To explore the efficacy of itraconazole, voriconazole, and posaconazole for breakthrough fungal infections with a secondary objective of analyzing the safety and feasibility of these three different regimens in a pediatric hematopoietic stem cell transplantation (HSCT) population
This study consisted of the observation of 150 pediatric patients split into three groups between the ages of 0.6–17.7 years with hematologic malignancies undergoing allogeneic HSCT. All patients received one of the azoles as primary oral antifungal prophylaxis following HSCT. Fifty consecutive patients from 2006 to 2007 were in the itraconazole group, 50 consecutive patients from 2006 and 2010 in the voriconazole group, and 50 consecutive patients from 2010 to 2011 were in the posaconazole group when the center switched to posaconazole for prophylaxis. The observation period lasted from the start of oral prophylactic treatment till two weeks after the withdrawal of therapy.

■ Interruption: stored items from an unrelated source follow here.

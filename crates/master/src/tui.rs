use std::net::SocketAddr;

use ratatui::Frame;
use ratatui::layout::{Constraint, Direction, Layout, Rect};
use ratatui::style::{Color, Modifier, Style};
use ratatui::text::{Line, Span};
use ratatui::widgets::{Block, Borders, Paragraph, Tabs};

use bluebeard::master::{PunchRequest, ServerEntry};

use crate::logging::LogBuffer;
use crate::server::MasterStats;

#[derive(Debug, Clone, Copy, PartialEq, Eq)]
pub enum Tab {
    Log,
    Servers,
    Connections,
}

impl Tab {
    const ALL: [Tab; 3] = [Tab::Log, Tab::Servers, Tab::Connections];

    fn title(self) -> &'static str {
        match self {
            Tab::Log => "Log",
            Tab::Servers => "Servers",
            Tab::Connections => "Connections",
        }
    }

    fn index(self) -> usize {
        Self::ALL.iter().position(|t| *t == self).unwrap_or(0)
    }
}

pub struct TuiState {
    log: LogBuffer,
    tab: Tab,
    scroll: usize,
    input: String,
}

/// What the render pass needs from the broker, gathered once per frame.
pub struct View<'a> {
    pub stats: &'a MasterStats,
    pub local_addr: SocketAddr,
    pub servers: &'a [ServerEntry],
    pub punches: &'a [PunchRequest],
    pub connections: &'a [SocketAddr],
}

impl TuiState {
    pub fn new(log: LogBuffer) -> Self {
        Self {
            log,
            tab: Tab::Log,
            scroll: 0,
            input: String::new(),
        }
    }

    pub fn log_info(&self, message: impl Into<String>) {
        self.log.push(message);
    }

    pub fn next_tab(&mut self) {
        self.tab = Tab::ALL[(self.tab.index() + 1) % Tab::ALL.len()];
        self.scroll = 0;
    }

    pub fn prev_tab(&mut self) {
        self.tab = Tab::ALL[(self.tab.index() + Tab::ALL.len() - 1) % Tab::ALL.len()];
        self.scroll = 0;
    }

    pub fn scroll_up(&mut self) {
        self.scroll = self.scroll.saturating_add(10);
    }

    pub fn scroll_down(&mut self) {
        self.scroll = self.scroll.saturating_sub(10);
    }

    pub fn scroll_to_bottom(&mut self) {
        self.scroll = 0;
    }

    pub fn push_char(&mut self, c: char) {
        self.input.push(c);
    }

    pub fn pop_char(&mut self) {
        self.input.pop();
    }

    /// Empties the input line and returns its command, if any.
    pub fn take_command(&mut self) -> Option<String> {
        let line = std::mem::take(&mut self.input);
        let line = line.trim();
        (!line.is_empty()).then(|| line.to_string())
    }

    /// Command output goes to the log tab.
    pub fn show_output(&mut self, command: &str, output: &str) {
        self.log.push(format!("> {command}"));
        for line in output.lines() {
            self.log.push(line.to_string());
        }
        self.tab = Tab::Log;
        self.scroll = 0;
    }
}

pub fn render(frame: &mut Frame, state: &TuiState, view: &View<'_>) {
    let chunks = Layout::default()
        .direction(Direction::Vertical)
        .constraints([
            Constraint::Length(3),
            Constraint::Length(3),
            Constraint::Min(0),
            Constraint::Length(3),
        ])
        .split(frame.area());

    render_header(frame, chunks[0], view);
    render_tabs(frame, chunks[1], state.tab);
    match state.tab {
        Tab::Log => render_log(frame, chunks[2], state),
        Tab::Servers => render_servers(frame, chunks[2], view.servers, state.scroll),
        Tab::Connections => render_connections(frame, chunks[2], view),
    }
    render_input(frame, chunks[3], &state.input);
}

fn render_header(frame: &mut Frame, area: Rect, view: &View<'_>) {
    let stats = view.stats;
    let title = format!(
        " Bluebeard Master - {} - Uptime: {} ",
        view.local_addr,
        format_duration(stats.uptime_secs)
    );

    let block = Block::default()
        .title(title)
        .borders(Borders::ALL)
        .border_style(Style::default().fg(Color::Cyan));

    let text = format!(
        "Servers: {}  |  Contacts: {}  |  Tasks: {}  |  Packets: {} sent / {} recv",
        stats.server_count,
        stats.contact_count,
        stats.task_count,
        stats.network.packets_sent,
        stats.network.packets_received
    );

    let paragraph = Paragraph::new(text)
        .block(block)
        .style(Style::default().fg(Color::White));
    frame.render_widget(paragraph, area);
}

fn render_tabs(frame: &mut Frame, area: Rect, active: Tab) {
    let tabs = Tabs::new(Tab::ALL.iter().map(|t| t.title()))
        .block(Block::default().borders(Borders::ALL))
        .select(active.index())
        .style(Style::default().fg(Color::Gray))
        .highlight_style(
            Style::default()
                .fg(Color::Yellow)
                .add_modifier(Modifier::BOLD),
        );
    frame.render_widget(tabs, area);
}

/// Last lines that fit, `scroll` lines up from the bottom.
fn visible<T>(items: &[T], height: usize, scroll: usize) -> &[T] {
    let end = items.len().saturating_sub(scroll);
    let start = end.saturating_sub(height);
    &items[start..end]
}

fn render_log(frame: &mut Frame, area: Rect, state: &TuiState) {
    let block = Block::default()
        .title(" Log ")
        .borders(Borders::ALL)
        .border_style(Style::default().fg(Color::Green));

    let lines = state.log.snapshot();
    let height = area.height.saturating_sub(2) as usize;
    let shown: Vec<Line> = visible(&lines, height, state.scroll)
        .iter()
        .map(|line| {
            let color = if line.contains("ERROR") {
                Color::Red
            } else if line.contains("WARN") {
                Color::Yellow
            } else {
                Color::White
            };
            Line::from(Span::styled(line.clone(), Style::default().fg(color)))
        })
        .collect();

    frame.render_widget(Paragraph::new(shown).block(block), area);
}

fn render_servers(frame: &mut Frame, area: Rect, servers: &[ServerEntry], scroll: usize) {
    let block = Block::default()
        .title(format!(" Servers ({}) ", servers.len()))
        .borders(Borders::ALL)
        .border_style(Style::default().fg(Color::Yellow));

    let height = area.height.saturating_sub(2) as usize;
    let lines: Vec<Line> = visible(servers, height, scroll)
        .iter()
        .map(|entry| {
            Line::from(vec![
                Span::styled(
                    format!("{:<24}", entry.info.name),
                    Style::default().fg(Color::White),
                ),
                Span::styled(
                    format!(
                        " {}/{} {} {} ",
                        entry.info.num_players,
                        entry.info.max_players,
                        entry.info.version,
                        entry.info.level_name
                    ),
                    Style::default().fg(Color::Gray),
                ),
                Span::styled(
                    format!("{} via {}", entry.info.address, entry.external),
                    Style::default().fg(Color::DarkGray),
                ),
            ])
        })
        .collect();

    frame.render_widget(Paragraph::new(lines).block(block), area);
}

fn render_connections(frame: &mut Frame, area: Rect, view: &View<'_>) {
    let columns = Layout::default()
        .direction(Direction::Horizontal)
        .constraints([Constraint::Percentage(50), Constraint::Percentage(50)])
        .split(area);

    let punches: Vec<Line> = view
        .punches
        .iter()
        .map(|request| Line::from(request.to_string()))
        .collect();
    let block = Block::default()
        .title(format!(" Punch-through requests ({}) ", view.punches.len()))
        .borders(Borders::ALL)
        .border_style(Style::default().fg(Color::Magenta));
    frame.render_widget(Paragraph::new(punches).block(block), columns[0]);

    let connections: Vec<Line> = view
        .connections
        .iter()
        .map(|addr| Line::from(addr.to_string()))
        .collect();
    let block = Block::default()
        .title(format!(" Connections ({}) ", view.connections.len()))
        .borders(Borders::ALL)
        .border_style(Style::default().fg(Color::Magenta));
    frame.render_widget(Paragraph::new(connections).block(block), columns[1]);
}

fn render_input(frame: &mut Frame, area: Rect, input: &str) {
    let block = Block::default()
        .title(" Console (Enter to run, Tab to switch, Esc to quit) ")
        .borders(Borders::ALL)
        .border_style(Style::default().fg(Color::DarkGray));

    let line = Line::from(vec![
        Span::styled("> ", Style::default().fg(Color::Cyan)),
        Span::styled(input.to_string(), Style::default().fg(Color::White)),
    ]);
    frame.render_widget(Paragraph::new(line).block(block), area);
}

fn format_duration(secs: u64) -> String {
    let hours = secs / 3600;
    let mins = (secs % 3600) / 60;
    let secs = secs % 60;
    format!("{:02}:{:02}:{:02}", hours, mins, secs)
}
use std::cmp::Ordering;
use std::fmt;
use std::str::FromStr;

use bytes::{Buf, BufMut};

use super::message::MessageError;

/// Build identity exchanged during the handshake: a one-character product kind
/// plus major/minor numbers.
#[derive(Debug, Clone, Copy, PartialEq, Eq, Hash, Default)]
pub struct VersionInfo {
    pub kind: u8,
    pub major: u8,
    pub minor: u8,
}

#[derive(Debug, Clone, Copy, PartialEq, Eq)]
pub enum VersionVerdict {
    Accept,
    TypeMismatch,
    VersionMismatch,
}

impl VersionInfo {
    pub const fn new(kind: u8, major: u8, minor: u8) -> Self {
        Self { kind, major, minor }
    }

    pub fn same_kind(&self, other: &VersionInfo) -> bool {
        self.kind.eq_ignore_ascii_case(&other.kind)
    }

    /// Compares major/minor only.
    pub fn compare(&self, other: &VersionInfo) -> Ordering {
        (self.major, self.minor).cmp(&(other.major, other.minor))
    }

    pub fn is_newer_than(&self, other: &VersionInfo) -> bool {
        self.compare(other) == Ordering::Greater
    }

    /// Exact-match policy: same kind and same version.
    pub fn check(&self, peer: &VersionInfo) -> VersionVerdict {
        if !self.same_kind(peer) {
            VersionVerdict::TypeMismatch
        } else if self.compare(peer) != Ordering::Equal {
            VersionVerdict::VersionMismatch
        } else {
            VersionVerdict::Accept
        }
    }

    pub(crate) fn write(&self, buf: &mut impl BufMut) {
        buf.put_u8(self.kind);
        buf.put_u8(self.major);
        buf.put_u8(self.minor);
    }

    pub(crate) fn read(buf: &mut impl Buf) -> Result<Self, MessageError> {
        if buf.remaining() < 3 {
            return Err(MessageError::Truncated("version"));
        }
        Ok(Self::new(buf.get_u8(), buf.get_u8(), buf.get_u8()))
    }
}

impl fmt::Display for VersionInfo {
    fn fmt(&self, f: &mut fmt::Formatter<'_>) -> fmt::Result {
        write!(f, "{}{}.{:02}", self.kind as char, self.major, self.minor)
    }
}

#[derive(Debug, thiserror::Error, PartialEq, Eq)]
#[error("malformed version string: {0:?}")]
pub struct ParseVersionError(String);

impl FromStr for VersionInfo {
    type Err = ParseVersionError;

    fn from_str(s: &str) -> Result<Self, Self::Err> {
        let err = || ParseVersionError(s.to_string());
        let mut chars = s.chars();
        let kind = chars.next().filter(char::is_ascii_alphabetic).ok_or_else(err)?;
        let (major, minor) = chars.as_str().split_once('.').ok_or_else(err)?;
        Ok(Self::new(
            kind as u8,
            major.parse().map_err(|_| err())?,
            minor.parse().map_err(|_| err())?,
        ))
    }
}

Retrospective, single-center survey; one sample t-test used the Wilcoxon matched-pairs signed-rank test
Possible invasive fungal infections occurred in 4% of the itraconazole group, 6% of the voriconazole group, and 0% of the posaconazole group. There were no significant differences comparing all three. Adverse events occurred in 12% of the itraconazole group, 14% of the voriconazole group and 8% of the posaconazole group (no significant difference). All three groups showed a significant increase in ALT and AST as well as a significant difference between baseline and maximum levels of ALT and AST without clinical symptoms. Bilirubin also was increased during all three drug regimens but remained within the upper limits of normal. The kidney parameters (BUN/Cr) also showed an increase in all three groups but were not above reference values. Other adverse effects included hyponatremia. Cyclosporine (CsA) levels were evaluated in select patients in all three groups requiring dosage adjustments with a 12% dose reduction of CsA in the itraconazole and voriconazole group and as much as a 25% dose reduction in the posaconazole group.
Current guidelines for the use of oral antifungal prophylaxis in pediatric patients after HSCT are based on insufficient data. Despite the positive results, showing efficacy of all three drugs, it was comparable with no proven or probable fungal invasive infections. The analysis of a larger number of patients is required.
Because of the small number of current trials, larger trials are needed to compare each of the azoles as monoprophylaxis. Additional studies are needed to better understand the side effect profiles of the azoles and their interactions with antibiotics or immunosuppressants.